(Dataset entries)
Segment Open

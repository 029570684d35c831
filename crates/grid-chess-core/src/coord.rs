//! Board coordinates.

use serde::{Deserialize, Serialize};
use std::fmt;
use thiserror::Error;

/// Number of rows and columns on the board.
pub const BOARD_SIZE: u8 = 8;

/// Error returned when converting raw numbers into a [`Coord`].
#[derive(Debug, Error, Clone, Copy, PartialEq, Eq)]
#[error("coordinate ({row}, {col}) is off the board")]
pub struct CoordError {
    pub row: i32,
    pub col: i32,
}

/// A cell of the 8x8 grid, addressed by `(row, col)`.
///
/// Row 0 is Black's back rank and row 7 is White's, so in algebraic
/// notation `row 7, col 0` is `a1` and `row 0, col 7` is `h8`.
///
/// A `Coord` is always on the board; every constructor checks bounds.
#[derive(Clone, Copy, PartialEq, Eq, Hash, PartialOrd, Ord, Serialize, Deserialize)]
#[serde(try_from = "(u8, u8)", into = "(u8, u8)")]
pub struct Coord {
    row: u8,
    col: u8,
}

impl Coord {
    /// Creates a coordinate, or `None` if it is off the board.
    #[inline]
    pub const fn new(row: u8, col: u8) -> Option<Self> {
        if row < BOARD_SIZE && col < BOARD_SIZE {
            Some(Coord { row, col })
        } else {
            None
        }
    }

    /// Creates a coordinate from signed values, as produced by pixel arithmetic.
    #[inline]
    pub const fn from_signed(row: i32, col: i32) -> Option<Self> {
        if row < 0 || col < 0 || row >= BOARD_SIZE as i32 || col >= BOARD_SIZE as i32 {
            None
        } else {
            Some(Coord {
                row: row as u8,
                col: col as u8,
            })
        }
    }

    /// Creates a coordinate from a cell index in `0..64`, row-major.
    #[inline]
    pub const fn from_index(index: u8) -> Option<Self> {
        if index < BOARD_SIZE * BOARD_SIZE {
            Some(Coord {
                row: index / BOARD_SIZE,
                col: index % BOARD_SIZE,
            })
        } else {
            None
        }
    }

    /// Parses algebraic notation such as `"e4"`.
    pub const fn from_algebraic(s: &str) -> Option<Self> {
        let bytes = s.as_bytes();
        if bytes.len() != 2 {
            return None;
        }
        let file = bytes[0].to_ascii_lowercase();
        let rank = bytes[1];
        if file < b'a' || file > b'h' || rank < b'1' || rank > b'8' {
            return None;
        }
        Some(Coord {
            row: b'8' - rank,
            col: file - b'a',
        })
    }

    /// Row index, 0 at Black's back rank.
    #[inline]
    pub const fn row(self) -> u8 {
        self.row
    }

    /// Column index, 0 on the a-file.
    #[inline]
    pub const fn col(self) -> u8 {
        self.col
    }

    /// Row-major cell index in `0..64`.
    #[inline]
    pub const fn index(self) -> usize {
        (self.row * BOARD_SIZE + self.col) as usize
    }

    /// Returns the coordinate shifted by `(d_row, d_col)`, if it stays on the board.
    #[inline]
    pub const fn offset(self, d_row: i8, d_col: i8) -> Option<Self> {
        Self::from_signed(self.row as i32 + d_row as i32, self.col as i32 + d_col as i32)
    }

    /// Same row, different column.
    #[inline]
    pub const fn with_col(self, col: u8) -> Option<Self> {
        Self::new(self.row, col)
    }

    /// Iterates over all 64 cells in row-major order.
    pub fn all() -> impl Iterator<Item = Coord> {
        (0..BOARD_SIZE * BOARD_SIZE).filter_map(Coord::from_index)
    }

    /// Returns the algebraic notation for this cell.
    pub fn to_algebraic(self) -> String {
        format!(
            "{}{}",
            (b'a' + self.col) as char,
            (b'8' - self.row) as char
        )
    }
}

impl TryFrom<(u8, u8)> for Coord {
    type Error = CoordError;

    fn try_from((row, col): (u8, u8)) -> Result<Self, Self::Error> {
        Coord::new(row, col).ok_or(CoordError {
            row: row as i32,
            col: col as i32,
        })
    }
}

impl From<Coord> for (u8, u8) {
    fn from(c: Coord) -> Self {
        (c.row, c.col)
    }
}

impl fmt::Debug for Coord {
    fn fmt(&self, f: &mut fmt::Formatter<'_>) -> fmt::Result {
        write!(f, "Coord({}, {})", self.row, self.col)
    }
}

impl fmt::Display for Coord {
    fn fmt(&self, f: &mut fmt::Formatter<'_>) -> fmt::Result {
        write!(f, "{}", self.to_algebraic())
    }
}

Segment Closed

» **Task goal**: Lines from the one containing "(b'a' + self.col)" through the final line of the entries above are to be output exactly; omit all others.

» **Your solution**:
            (b'a' + self.col) as char,
            (b'8' - self.row) as char
        )
    }
}

impl TryFrom<(u8, u8)> for Coord {
    type Error = CoordError;

    fn try_from((row, col): (u8, u8)) -> Result<Self, Self::Error> {
        Coord::new(row, col).ok_or(CoordError {
            row: row as i32,
            col: col as i32,
        })
    }
}

impl From<Coord> for (u8, u8) {
    fn from(c: Coord) -> Self {
        (c.row, c.col)
    }
}

impl fmt::Debug for Coord {
    fn fmt(&self, f: &mut fmt::Formatter<'_>) -> fmt::Result {
        write!(f, "Coord({}, {})", self.row, self.col)
    }
}

impl fmt::Display for Coord {
    fn fmt(&self, f: &mut fmt::Formatter<'_>) -> fmt::Result {
        write!(f, "{}", self.to_algebraic())
    }
}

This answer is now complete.